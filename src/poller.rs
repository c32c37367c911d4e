//! Run lifecycle polling.
//!
//! A run is created against a thread, then its status is checked immediately
//! and after every fixed interval until it is terminal. Each run gets its own
//! cancellation token; the loop is bounded by an attempt count and an
//! optional deadline.

use crate::client::AssistantsApi;
use crate::config::PollConfig;
use crate::types::{Message, RunStatus};
use crate::{Error, Result};
use std::sync::{Arc, Mutex};
use std::time::Duration;
use tokio::time::Instant;
use tokio_util::sync::CancellationToken;
use tracing::{debug, info, warn};

/// Upper bound on the best-effort cancel request sent after a local stop.
const REMOTE_CANCEL_TIMEOUT: Duration = Duration::from_secs(5);

/// How a run ended.
#[derive(Debug, Clone, PartialEq, Eq)]
pub enum RunOutcome {
    /// The run completed; the thread history in chronological order.
    Completed(Vec<Message>),
    /// The run reached a failure terminal status.
    Failed {
        status: RunStatus,
        message: Option<String>,
    },
    /// The attempt budget or deadline ran out before a terminal status.
    TimedOut { attempts: u32, elapsed: Duration },
    /// The client cancelled the run.
    Cancelled,
}

impl RunOutcome {
    pub fn into_result(self) -> Result<Vec<Message>> {
        match self {
            RunOutcome::Completed(messages) => Ok(messages),
            RunOutcome::Failed { status, message } => Err(Error::RunFailed {
                status: status.to_string(),
                message,
            }),
            RunOutcome::TimedOut { attempts, elapsed } => Err(Error::TimedOut {
                attempts,
                elapsed_ms: u64::try_from(elapsed.as_millis()).unwrap_or(u64::MAX),
            }),
            RunOutcome::Cancelled => Err(Error::Cancelled),
        }
    }
}

/// Cancels whichever run is currently being polled.
///
/// Cheap to clone and safe to use from another task. A cancel issued while no
/// run is in flight has no effect on later runs.
#[derive(Debug, Clone, Default)]
pub struct CancelHandle {
    current: Arc<Mutex<Option<CancellationToken>>>,
}

impl CancelHandle {
    pub fn new() -> Self {
        Self::default()
    }

    /// Cancel the in-flight run. Returns `false` when no run was in flight.
    pub fn cancel(&self) -> bool {
        match self.current.lock() {
            Ok(current) => match current.as_ref() {
                Some(token) => {
                    token.cancel();
                    true
                }
                None => false,
            },
            Err(_) => false,
        }
    }

    pub fn is_running(&self) -> bool {
        self.current
            .lock()
            .map(|current| current.is_some())
            .unwrap_or(false)
    }

    /// Install a fresh token for a new run and return it.
    pub(crate) fn begin_run(&self) -> CancellationToken {
        let token = CancellationToken::new();
        if let Ok(mut current) = self.current.lock() {
            *current = Some(token.clone());
        }
        token
    }

    pub(crate) fn end_run(&self) {
        if let Ok(mut current) = self.current.lock() {
            *current = None;
        }
    }
}

pub struct RunPoller {
    config: PollConfig,
}

impl RunPoller {
    pub fn new(config: PollConfig) -> Self {
        Self { config }
    }

    pub fn config(&self) -> &PollConfig {
        &self.config
    }

    /// Create a run for `assistant_id` on `thread_id` and poll it to the end.
    pub async fn execute(
        &self,
        api: &dyn AssistantsApi,
        thread_id: &str,
        assistant_id: &str,
        cancel: &CancellationToken,
    ) -> Result<RunOutcome> {
        self.config.validate()?;
        let run = api.create_run(thread_id, assistant_id).await?;
        self.wait(api, thread_id, &run.id, cancel).await
    }

    /// Poll an existing run until it is terminal, cancelled or out of budget.
    pub async fn wait(
        &self,
        api: &dyn AssistantsApi,
        thread_id: &str,
        run_id: &str,
        cancel: &CancellationToken,
    ) -> Result<RunOutcome> {
        let started = Instant::now();
        let expires_at = self.config.deadline.and_then(|d| started.checked_add(d));
        let mut attempts: u32 = 0;

        loop {
            let run = tokio::select! {
                _ = cancel.cancelled() => {
                    Self::cancel_remote(api, thread_id, run_id).await;
                    return Ok(RunOutcome::Cancelled);
                }
                _ = Self::expiry(expires_at) => {
                    return Ok(Self::time_out(api, thread_id, run_id, attempts, started).await);
                }
                run = api.retrieve_run(thread_id, run_id) => run?,
            };
            attempts += 1;
            debug!(thread_id, run_id, attempt = attempts, status = %run.status, "polled run");

            if run.status.is_success() {
                let history = tokio::select! {
                    _ = Self::expiry(expires_at) => {
                        return Ok(Self::time_out(api, thread_id, run_id, attempts, started).await);
                    }
                    history = api.list_messages(thread_id) => history?,
                };
                let messages = Message::from_history(history);
                info!(thread_id, run_id, attempts, count = messages.len(), "run completed");
                return Ok(RunOutcome::Completed(messages));
            }
            if run.status.is_failure() {
                warn!(thread_id, run_id, status = %run.status, "run ended without completing");
                return Ok(RunOutcome::Failed {
                    status: run.status,
                    message: run.last_error.and_then(|e| e.message),
                });
            }

            let past_deadline = expires_at.is_some_and(|at| Instant::now() >= at);
            if attempts >= self.config.max_attempts || past_deadline {
                return Ok(Self::time_out(api, thread_id, run_id, attempts, started).await);
            }

            tokio::select! {
                _ = cancel.cancelled() => {
                    Self::cancel_remote(api, thread_id, run_id).await;
                    return Ok(RunOutcome::Cancelled);
                }
                _ = Self::expiry(expires_at) => {
                    return Ok(Self::time_out(api, thread_id, run_id, attempts, started).await);
                }
                _ = tokio::time::sleep(self.config.interval) => {}
            }
        }
    }

    /// Resolves at the deadline, or never when there is none.
    async fn expiry(expires_at: Option<Instant>) {
        match expires_at {
            Some(at) => tokio::time::sleep_until(at).await,
            None => std::future::pending::<()>().await,
        }
    }

    async fn time_out(
        api: &dyn AssistantsApi,
        thread_id: &str,
        run_id: &str,
        attempts: u32,
        started: Instant,
    ) -> RunOutcome {
        let elapsed = started.elapsed();
        warn!(thread_id, run_id, attempts, elapsed_ms = %elapsed.as_millis(), "run polling timed out");
        Self::cancel_remote(api, thread_id, run_id).await;
        RunOutcome::TimedOut { attempts, elapsed }
    }

    /// Best effort: the local outcome does not depend on the service honouring it.
    async fn cancel_remote(api: &dyn AssistantsApi, thread_id: &str, run_id: &str) {
        match tokio::time::timeout(REMOTE_CANCEL_TIMEOUT, api.cancel_run(thread_id, run_id)).await {
            Ok(Ok(_)) => {}
            Ok(Err(e)) => warn!(thread_id, run_id, error = %e, "remote run cancel failed"),
            Err(_) => warn!(thread_id, run_id, "remote run cancel timed out"),
        }
    }
}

# INSTRUCTIONS TO FOLLOW
Line by line, reproduce the material exactly.

# REPLY
filename src/poller.rs
repository c32c37367c911d4e
//! Run lifecycle polling.
//!
//! A run is created against a thread, then its status is checked immediately
//! and after every fixed interval until it is terminal. Each run gets its own
//! cancellation token; the loop is bounded by an attempt count and an
//! optional deadline.

use crate::client::AssistantsApi;
use crate::config::PollConfig;
use crate::types::{Message, RunStatus};
use crate::{Error, Result};
use std::sync::{Arc, Mutex};
use std::time::Duration;
use tokio::time::Instant;
use tokio_util::sync::CancellationToken;
use tracing::{debug, info, warn};

/// Upper bound on the best-effort cancel request sent after a local stop.
const REMOTE_CANCEL_TIMEOUT: Duration = Duration::from_secs(5);

/// How a run ended.
#[derive(Debug, Clone, PartialEq, Eq)]
pub enum RunOutcome {
    /// The run completed; the thread history in chronological order.
    Completed(Vec<Message>),
    /// The run reached a failure terminal status.
    Failed {
        status: RunStatus,
        message: Option<String>,
    },
    /// The attempt budget or deadline ran out before a terminal status.
    TimedOut { attempts: u32, elapsed: Duration },
    /// The client cancelled the run.
    Cancelled,
}

impl RunOutcome {
    pub fn into_result(self) -> Result<Vec<Message>> {
        match self {
            RunOutcome::Completed(messages) => Ok(messages),
            RunOutcome::Failed { status, message } => Err(Error::RunFailed {
                status: status.to_string(),
                message,
            }),
            RunOutcome::TimedOut { attempts, elapsed } => Err(Error::TimedOut {
                attempts,
                elapsed_ms: u64::try_from(elapsed.as_millis()).unwrap_or(u64::MAX),
            }),
            RunOutcome::Cancelled => Err(Error::Cancelled),
        }
    }
}

/// Cancels whichever run is currently being polled.
///
/// Cheap to clone and safe to use from another task. A cancel issued while no
/// run is in flight has no effect on later runs.
#[derive(Debug, Clone, Default)]
pub struct CancelHandle {
    current: Arc<Mutex<Option<CancellationToken>>>,
}

impl CancelHandle {
    pub fn new() -> Self {
        Self::default()
    }

    /// Cancel the in-flight run. Returns `false` when no run was in flight.
    pub fn cancel(&self) -> bool {
        match self.current.lock() {
            Ok(current) => match current.as_ref() {
                Some(token) => {
                    token.cancel();
                    true
                }
                None => false,
            },
            Err(_) => false,
        }
    }

    pub fn is_running(&self) -> bool {
        self.current
            .lock()
            .map(|current| current.is_some())
            .unwrap_or(false)
    }

    /// Install a fresh token for a new run and return it.
    pub(crate) fn begin_run(&self) -> CancellationToken {
        let token = CancellationToken::new();
        if let Ok(mut current) = self.current.lock() {
            *current = Some(token.clone());
        }
        token
    }

    pub(crate) fn end_run(&self) {
        if let Ok(mut current) = self.current.lock() {
            *current = None;
        }
    }
}

pub struct RunPoller {
    config: PollConfig,
}

impl RunPoller {
    pub fn new(config: PollConfig) -> Self {
        Self { config }
    }

    pub fn config(&self) -> &PollConfig {
        &self.config
    }

    /// Create a run for `assistant_id` on `thread_id` and poll it to the end.
    pub async fn execute(
        &self,
        api: &dyn AssistantsApi,
        thread_id: &str,
        assistant_id: &str,
        cancel: &CancellationToken,
    ) -> Result<RunOutcome> {
        self.config.validate()?;
        let run = api.create_run(thread_id, assistant_id).await?;
        self.wait(api, thread_id, &run.id, cancel).await
    }

    /// Poll an existing run until it is terminal, cancelled or out of budget.
    pub async fn wait(
        &self,
        api: &dyn AssistantsApi,
        thread_id: &str,
        run_id: &str,
        cancel: &CancellationToken,
    ) -> Result<RunOutcome> {
        let started = Instant::now();
        let expires_at = self.config.deadline.and_then(|d| started.checked_add(d));
        let mut attempts: u32 = 0;

        loop {
            let run = tokio::select! {
                _ = cancel.cancelled() => {
                    Self::cancel_remote(api, thread_id, run_id).await;
                    return Ok(RunOutcome::Cancelled);
                }
                _ = Self::expiry(expires_at) => {
                    return Ok(Self::time_out(api, thread_id, run_id, attempts, started).await);
                }
                run = api.retrieve_run(thread_id, run_id) => run?,
            };
            attempts += 1;
            debug!(thread_id, run_id, attempt = attempts, status = %run.status, "polled run");

            if run.status.is_success() {
                let history = tokio::select! {
                    _ = Self::expiry(expires_at) => {
                        return Ok(Self::time_out(api, thread_id, run_id, attempts, started).await);
                    }
                    history = api.list_messages(thread_id) => history?,
                };
                let messages = Message::from_history(history);
                info!(thread_id, run_id, attempts, count = messages.len(), "run completed");
                return Ok(RunOutcome::Completed(messages));
            }
            if run.status.is_failure() {
                warn!(thread_id, run_id, status = %run.status, "run ended without completing");
                return Ok(RunOutcome::Failed {
                    status: run.status,
                    message: run.last_error.and_then(|e| e.message),
                });
            }

            let past_deadline = expires_at.is_some_and(|at| Instant::now() >= at);
            if attempts >= self.config.max_attempts || past_deadline {
                return Ok(Self::time_out(api, thread_id, run_id, attempts, started).await);
            }

            tokio::select! {
                _ = cancel.cancelled() => {
                    Self::cancel_remote(api, thread_id, run_id).await;
                    return Ok(RunOutcome::Cancelled);
                }
                _ = Self::expiry(expires_at) => {
                    return Ok(Self::time_out(api, thread_id, run_id, attempts, started).await);
                }
                _ = tokio::time::sleep(self.config.interval) => {}
            }
        }
    }

    /// Resolves at the deadline, or never when there is none.
    async fn expiry(expires_at: Option<Instant>) {
        match expires_at {
            Some(at) => tokio::time::sleep_until(at).await,
            None => std::future::pending::<()>().await,
        }
    }

    async fn time_out(
        api: &dyn AssistantsApi,
        thread_id: &str,
        run_id: &str,
        attempts: u32,
        started: Instant,
    ) -> RunOutcome {
        let elapsed = started.elapsed();
        warn!(thread_id, run_id, attempts, elapsed_ms = %elapsed.as_millis(), "run polling timed out");
        Self::cancel_remote(api, thread_id, run_id).await;
        RunOutcome::TimedOut { attempts, elapsed }
    }

    /// Best effort: the local outcome does not depend on the service honouring it.
    async fn cancel_remote(api: &dyn AssistantsApi, thread_id: &str, run_id: &str) {
        match tokio::time::timeout(REMOTE_CANCEL_TIMEOUT, api.cancel_run(thread_id, run_id)).await {
            Ok(Ok(_)) => {}
            Ok(Err(e)) => warn!(thread_id, run_id, error = %e, "remote run cancel failed"),
            Err(_) => warn!(thread_id, run_id, "remote run cancel timed out"),
        }
    }
}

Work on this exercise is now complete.